VERONIKA OLEKSYN and DON MELVIN   05/30/11 02:49 PM ET   AP

BRUSSELS — Europeans traded blame Monday over the source of a mysterious bacterial outbreak that has killed 14 people and sickened hundreds across the continent and forced Russia to ban imports of some fresh vegetables from Spain and Germany out of fear they could be contaminated.

Austrian authorities sent inspectors to supermarkets to make sure Spanish vegetables suspected of contamination have been taken off shelves, while in Italy the country's paramilitary Carabinieri has been on the lookout since Saturday for suspected contaminated imports from Spain, the Netherlands and other European countries.

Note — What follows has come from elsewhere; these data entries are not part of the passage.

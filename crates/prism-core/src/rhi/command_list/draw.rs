// Copyright 2025 eraflo
//
// Licensed under the Apache License, Version 2.0 (the "License");
// you may not use this file except in compliance with the License.
// You may obtain a copy of the License at
//
//     http://www.apache.org/licenses/LICENSE-2.0
//
// Unless required by applicable law or agreed to in writing, software
// distributed under the License is distributed on an "AS IS" BASIS,
// WITHOUT WARRANTIES OR CONDITIONS OF ANY KIND, either express or implied.
// See the License for the specific language governing permissions and
// limitations under the License.

use super::CommandList;
use crate::rhi::error::RhiError;
use crate::rhi::resource::Texture;
use crate::rhi::traits::RhiCounter;

impl CommandList {
    /// Draws `vertex_count` non-indexed vertices.
    pub fn draw(&mut self, vertex_count: u32) -> Result<(), RhiError> {
        self.require_pass("draw")?;
        self.device_context.draw(vertex_count, 0);
        self.count(RhiCounter::Draw);
        Ok(())
    }

    /// Draws `index_count` indices of the bound index buffer.
    pub fn draw_indexed(
        &mut self,
        index_count: u32,
        index_offset: u32,
        vertex_offset: i32,
    ) -> Result<(), RhiError> {
        self.require_pass("draw_indexed")?;
        self.device_context
            .draw_indexed(index_count, index_offset, vertex_offset);
        self.count(RhiCounter::Draw);
        Ok(())
    }

    /// Dispatches compute work, then unbinds every storage slot so the
    /// written resources can be sampled by later passes.
    pub fn dispatch(&mut self, x: u32, y: u32, z: u32) -> Result<(), RhiError> {
        self.require_pass("dispatch")?;
        self.device_context.dispatch(x, y, z);
        self.count(RhiCounter::Dispatch);
        self.unbind_storage_slots();
        Ok(())
    }

    /// Copies the whole of `source` into `destination`.
    ///
    /// Both textures must be backed, distinct, and identical in format, size,
    /// array length and mip count.
    pub fn blit(&mut self, source: &Texture, destination: &Texture) -> Result<(), RhiError> {
        self.require_recording("blit")?;
        let (Some(src), Some(dst)) = (source.handle(), destination.handle()) else {
            return Err(self.precondition(format!(
                "blit from '{}' to '{}' needs two backed textures",
                source.name(),
                destination.name()
            )));
        };
        if source.id() == destination.id() {
            return Err(self.precondition(format!(
                "blit source and destination are both '{}'",
                source.name()
            )));
        }
        if !source.is_copy_compatible(destination) {
            return Err(self.precondition(format!(
                "blit from '{}' {:?} to '{}' {:?}: format, size, array length and mip count must match",
                source.name(),
                (source.format(), source.width(), source.height(), source.array_length(), source.mip_count()),
                destination.name(),
                (destination.format(), destination.width(), destination.height(), destination.array_length(), destination.mip_count()),
            )));
        }
        self.device_context.copy_resource(dst, src);
        Ok(())
    }

    fn require_pass(&self, operation: &'static str) -> Result<(), RhiError> {
        self.require_recording(operation)?;
        if self.pipeline_state.is_none() {
            log::error!(
                "'{operation}' on command list '{}' outside of a render pass",
                self.name
            );
            return Err(RhiError::NoActivePass);
        }
        Ok(())
    }
}
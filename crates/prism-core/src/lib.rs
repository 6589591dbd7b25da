// Copyright 2025 eraflo
//
// Licensed under the Apache License, Version 2.0 (the "License");
// you may not use this file except in compliance with the License.
// You may obtain a copy of the License at
//
//     http://www.apache.org/licenses/LICENSE-2.0
//
// Unless required by applicable law or agreed to in writing, software
// distributed under the License is distributed on an "AS IS" BASIS,
// WITHOUT WARRANTIES OR CONDITIONS OF ANY KIND, either express or implied.
// See the License for the specific language governing permissions and
// limitations under the License.

//! # Prism Core
//!
//! Backend-agnostic contracts and logic of the Prism RHI: resource objects,
//! pipeline state, the state-diffing command list, GPU queries and the
//! renderer's resource factory.

#![warn(missing_docs)]

pub mod renderer;
pub mod rhi;
pub mod sync;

Pia Ahrenkilde Hansen, a European Union spokeswoman, said German authorities had identified cucumbers from the Spanish cities of Almeria and Malaga as possible sources of contamination and that a third suspect batch, originating either in the Netherlands or in Denmark and traded in Germany, is also under investigation.

In Germany, which has recorded the most infections and all known deaths, officials said they know that at least some Spanish cucumbers tainted with enterohaemorrhagic E.coli, also known as EHEC, have carried the bacteria, although they still have not been able to determine the exact source.

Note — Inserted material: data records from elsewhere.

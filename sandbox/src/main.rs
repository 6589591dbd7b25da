// Copyright 2025 eraflo
//
// Licensed under the Apache License, Version 2.0 (the "License");
// you may not use this file except in compliance with the License.
// You may obtain a copy of the License at
//
//     http://www.apache.org/licenses/LICENSE-2.0
//
// Unless required by applicable law or agreed to in writing, software
// distributed under the License is distributed on an "AS IS" BASIS,
// WITHOUT WARRANTIES OR CONDITIONS OF ANY KIND, either express or implied.
// See the License for the specific language governing permissions and
// limitations under the License.

//! Records a few frames of a deferred renderer on the headless backend and
//! prints what the state-diffing command list actually sent to the device.
//!
//! Usage: `sandbox [settings.json]`

use anyhow::{Context, Result};
use image::{Rgba, RgbaImage};
use prism_core::renderer::{FrameConstants, RenderTargetId, ResourceFactory, Resolution};
use prism_core::rhi::query::QueryWait;
use prism_core::rhi::resource::{
    InputLayout, InputLayoutDesc, Shader, ShaderDesc, SwapChain, SwapChainDesc, Texture,
    VertexFormat,
};
use prism_core::rhi::traits::{RhiCounter, RhiDevice};
use prism_core::rhi::{
    ClearValue, Color, CommandList, Format, PipelineState, PrimitiveTopology, RhiContext,
    RhiSettings, ShaderScope, ShaderStage, TextureBinding, Viewport,
};
use prism_core::sync::CancellationToken;
use prism_infra::graphics::headless::{HeadlessContext, HeadlessDevice};
use prism_infra::imaging::mipmaps::MipChainGenerator;
use prism_infra::telemetry::MetricsProfiler;
use prism_telemetry::MetricsRegistry;
use std::sync::Arc;

const FRAMES: u32 = 3;
const RENDER_RESOLUTION: Resolution = Resolution::new(1280, 720);
const OUTPUT_RESOLUTION: Resolution = Resolution::new(1920, 1080);

struct Passes {
    gbuffer: Arc<PipelineState>,
    ssao: Arc<PipelineState>,
    present: Arc<PipelineState>,
}

fn main() -> Result<()> {
    use env_logger::{Builder, Env};

    Builder::from_env(Env::default().default_filter_or("info")).init();

    let settings = match std::env::args().nth(1) {
        Some(path) => RhiSettings::load(&path)
            .with_context(|| format!("Failed to load settings from '{path}'"))?,
        None => RhiSettings::default(),
    };

    let headless = HeadlessDevice::default();
    let device: Arc<dyn RhiDevice> = Arc::new(headless.clone());
    let registry = MetricsRegistry::new();
    let profiler = Arc::new(MetricsProfiler::new(Arc::clone(&device), registry.clone())?);
    let context = Arc::new(
        RhiContext::new(Arc::clone(&device), settings.clone()).with_profiler(profiler.clone()),
    );

    let factory = ResourceFactory::new(
        Arc::clone(&device),
        settings.clone(),
        RENDER_RESOLUTION,
        OUTPUT_RESOLUTION,
    )?;
    context.set_global_shader_resources(Some(factory.globals().clone()));

    let swap_chain = SwapChain::new(
        device.as_ref(),
        SwapChainDesc {
            name: String::from("sandbox"),
            width: OUTPUT_RESOLUTION.width,
            height: OUTPUT_RESOLUTION.height,
            format: Format::R8G8B8A8Unorm,
            buffer_count: 2,
        },
    )?;
    let passes = build_passes(device.as_ref(), &factory, &swap_chain)?;

    let mut list = context.create_command_list("frame")?;
    let wait = QueryWait::from_settings(&settings);
    for frame in 0..FRAMES {
        record_frame(&mut list, &factory, &passes, frame)?;
        list.submit(None)?;
        swap_chain.present(list.device_context())?;

        let calls = list
            .device_context()
            .as_any_mut()
            .downcast_mut::<HeadlessContext>()
            .map(|ctx| {
                let calls = ctx.take_calls();
                let changes = calls.iter().filter(|c| c.is_state_change()).count();
                (calls.len(), changes)
            });
        if let Some((total, changes)) = calls {
            log::info!("Frame {frame}: {total} device calls, {changes} state changes");
        }

        let resolved = profiler.resolve_gpu_time_blocks(list.device_context(), &wait)?;
        log::debug!("Frame {frame}: resolved {resolved} GPU time blocks");
        profiler.record_gpu_memory();
        list.reset();
    }

    generate_mips(&settings)?;

    for counter in RhiCounter::ALL {
        log::info!("{:<32} {}", counter.name(), profiler.counter(counter));
    }
    println!("{}", registry.snapshot_json());
    log::info!("{} objects still alive on the device", headless.live_object_count());
    Ok(())
}

fn shader(device: &dyn RhiDevice, name: &str, stage: ShaderStage) -> Result<Arc<Shader>> {
    let desc = ShaderDesc {
        name: name.to_owned(),
        stage,
        entry_point: String::from("main"),
    };
    Ok(Shader::new(device, desc, None)?)
}

fn build_passes(
    device: &dyn RhiDevice,
    factory: &ResourceFactory,
    swap_chain: &Arc<SwapChain>,
) -> Result<Passes> {
    let target = |id: RenderTargetId| -> Result<Arc<Texture>> {
        factory
            .render_target(id)
            .cloned()
            .with_context(|| format!("Render target '{}' was not created", id.name()))
    };

    let layout = InputLayout::new(
        device,
        InputLayoutDesc::packed(
            "mesh",
            &[
                ("POSITION", VertexFormat::Float3),
                ("NORMAL", VertexFormat::Float3),
                ("TEXCOORD", VertexFormat::Float2),
            ],
        ),
    )?;
    let mesh_vs = Shader::new(
        device,
        ShaderDesc {
            name: String::from("gbuffer_vs"),
            stage: ShaderStage::Vertex,
            entry_point: String::from("main"),
        },
        Some(layout),
    )?;

    let mut gbuffer = PipelineState::graphics("gbuffer");
    gbuffer.shader_vertex = Some(mesh_vs);
    gbuffer.shader_pixel = Some(shader(device, "gbuffer_ps", ShaderStage::Pixel)?);
    gbuffer.blend_state = Some(factory.blend_states().disabled.clone());
    gbuffer.depth_stencil_state = Some(factory.depth_stencil_states().rw_off.clone());
    gbuffer.rasterizer_state = Some(factory.rasterizer_states().cull_back_solid.clone());
    gbuffer.primitive_topology = PrimitiveTopology::TriangleList;
    for (slot, id) in [
        RenderTargetId::GbufferAlbedo,
        RenderTargetId::GbufferNormal,
        RenderTargetId::GbufferMaterial,
        RenderTargetId::GbufferVelocity,
    ]
    .into_iter()
    .enumerate()
    {
        gbuffer.render_target_color_textures[slot] = Some(target(id)?);
        gbuffer.clear_color[slot] = ClearValue::Value(Color::TRANSPARENT);
    }
    gbuffer.render_target_depth_texture = Some(target(RenderTargetId::GbufferDepth)?);
    // Reverse-Z clears to the far plane at zero.
    gbuffer.clear_depth = ClearValue::Value(0.0);
    gbuffer.viewport = Some(Viewport::new(
        0.0,
        0.0,
        RENDER_RESOLUTION.width as f32,
        RENDER_RESOLUTION.height as f32,
    ));

    let ssao = PipelineState::compute("ssao", shader(device, "ssao_cs", ShaderStage::Compute)?);

    let mut present = PipelineState::graphics("present");
    present.shader_vertex = Some(shader(device, "fullscreen_vs", ShaderStage::Vertex)?);
    present.shader_pixel = Some(shader(device, "present_ps", ShaderStage::Pixel)?);
    present.blend_state = Some(factory.blend_states().disabled.clone());
    present.depth_stencil_state = Some(factory.depth_stencil_states().off_off.clone());
    present.rasterizer_state = Some(factory.rasterizer_states().cull_back_solid.clone());
    present.primitive_topology = PrimitiveTopology::TriangleList;
    present.render_target_swapchain = Some(Arc::clone(swap_chain));
    present.clear_color[0] = ClearValue::DontCare;
    present.viewport = Some(Viewport::new(
        0.0,
        0.0,
        OUTPUT_RESOLUTION.width as f32,
        OUTPUT_RESOLUTION.height as f32,
    ));

    Ok(Passes {
        gbuffer: Arc::new(gbuffer),
        ssao: Arc::new(ssao),
        present: Arc::new(present),
    })
}

fn record_frame(
    list: &mut CommandList,
    factory: &ResourceFactory,
    passes: &Passes,
    frame: u32,
) -> Result<()> {
    let normal = factory
        .render_target(RenderTargetId::GbufferNormal)
        .context("Missing normal target")?;
    let ssao = factory
        .render_target(RenderTargetId::Ssao)
        .context("Missing SSAO target")?;
    let output = factory
        .render_target(RenderTargetId::FrameOutput)
        .context("Missing output target")?;

    list.begin()?;
    let constants = FrameConstants {
        frame,
        time: frame as f32 / 60.0,
        ..FrameConstants::default()
    };
    factory
        .constant_buffers()
        .frame
        .update(list.device_context(), &constants)?;

    list.begin_render_pass(&passes.gbuffer)?;
    for _ in 0..4 {
        list.draw(36)?;
    }
    list.end_render_pass()?;

    list.begin_render_pass(&passes.ssao)?;
    list.set_texture(0, ShaderScope::COMPUTE, Some(normal), TextureBinding::sampled())?;
    list.set_texture(0, ShaderScope::COMPUTE, Some(ssao), TextureBinding::storage())?;
    list.dispatch(
        RENDER_RESOLUTION.width.div_ceil(8),
        RENDER_RESOLUTION.height.div_ceil(8),
        1,
    )?;
    list.end_render_pass()?;

    list.begin_render_pass(&passes.present)?;
    list.set_texture(0, ShaderScope::PIXEL, Some(output), TextureBinding::sampled())?;
    list.set_texture(1, ShaderScope::PIXEL, Some(ssao), TextureBinding::sampled())?;
    list.draw(3)?;
    list.end_render_pass()?;

    list.end()?;
    Ok(())
}

fn generate_mips(settings: &RhiSettings) -> Result<()> {
    let generator = MipChainGenerator::new(0)?;
    let source = RgbaImage::from_fn(512, 256, |x, y| {
        let checker = ((x / 32) + (y / 32)) % 2 == 0;
        if checker {
            Rgba([230, 230, 230, 255])
        } else {
            Rgba([40, 40, 40, 255])
        }
    });
    let chain = generator.generate_with_settings(&source, settings, &CancellationToken::new())?;
    let sizes: Vec<_> = chain.levels().iter().map(|level| level.dimensions()).collect();
    log::info!("Generated {} mip levels: {:?}", chain.len(), sizes);
    Ok(())
}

An EU official who spoke on condition of anonymity due to standing regulations, said the transport chain was long, and the cucumbers from Spain could have been contaminated at any point along the route.

Spain, meanwhile, went on the defensive, saying there was no proof that the E. coli outbreak has been caused by Spanish vegetables.

"You can't attribute the origin of this sickness to Spain," Spain's Secretary of State for European Affairs, Diego Lopez Garrido told reporters in Brussels. "There is no proof and that's why we are going to demand accountability from those who have blamed Spain for this matter."

The World Health Organization described the outbreak as "very large and very severe," and urged countries to work together to get to the root of the problem.

"Almost all cases being reported in other countries have a link to travel or residence in Germany," WHO food safety expert Hilde Kruse said, noting that cases of bloody diarrhea caused by EHEC have also been reported in Denmark, Sweden, France, the UK, the Netherlands and Switzerland.

Andreas Hensel, president of Germany's Federal Institute for Risk Assessment, told ZDF television that "we have found the so-called EHEC pathogens on cucumbers, but that does not mean that they are responsible for the whole outbreak."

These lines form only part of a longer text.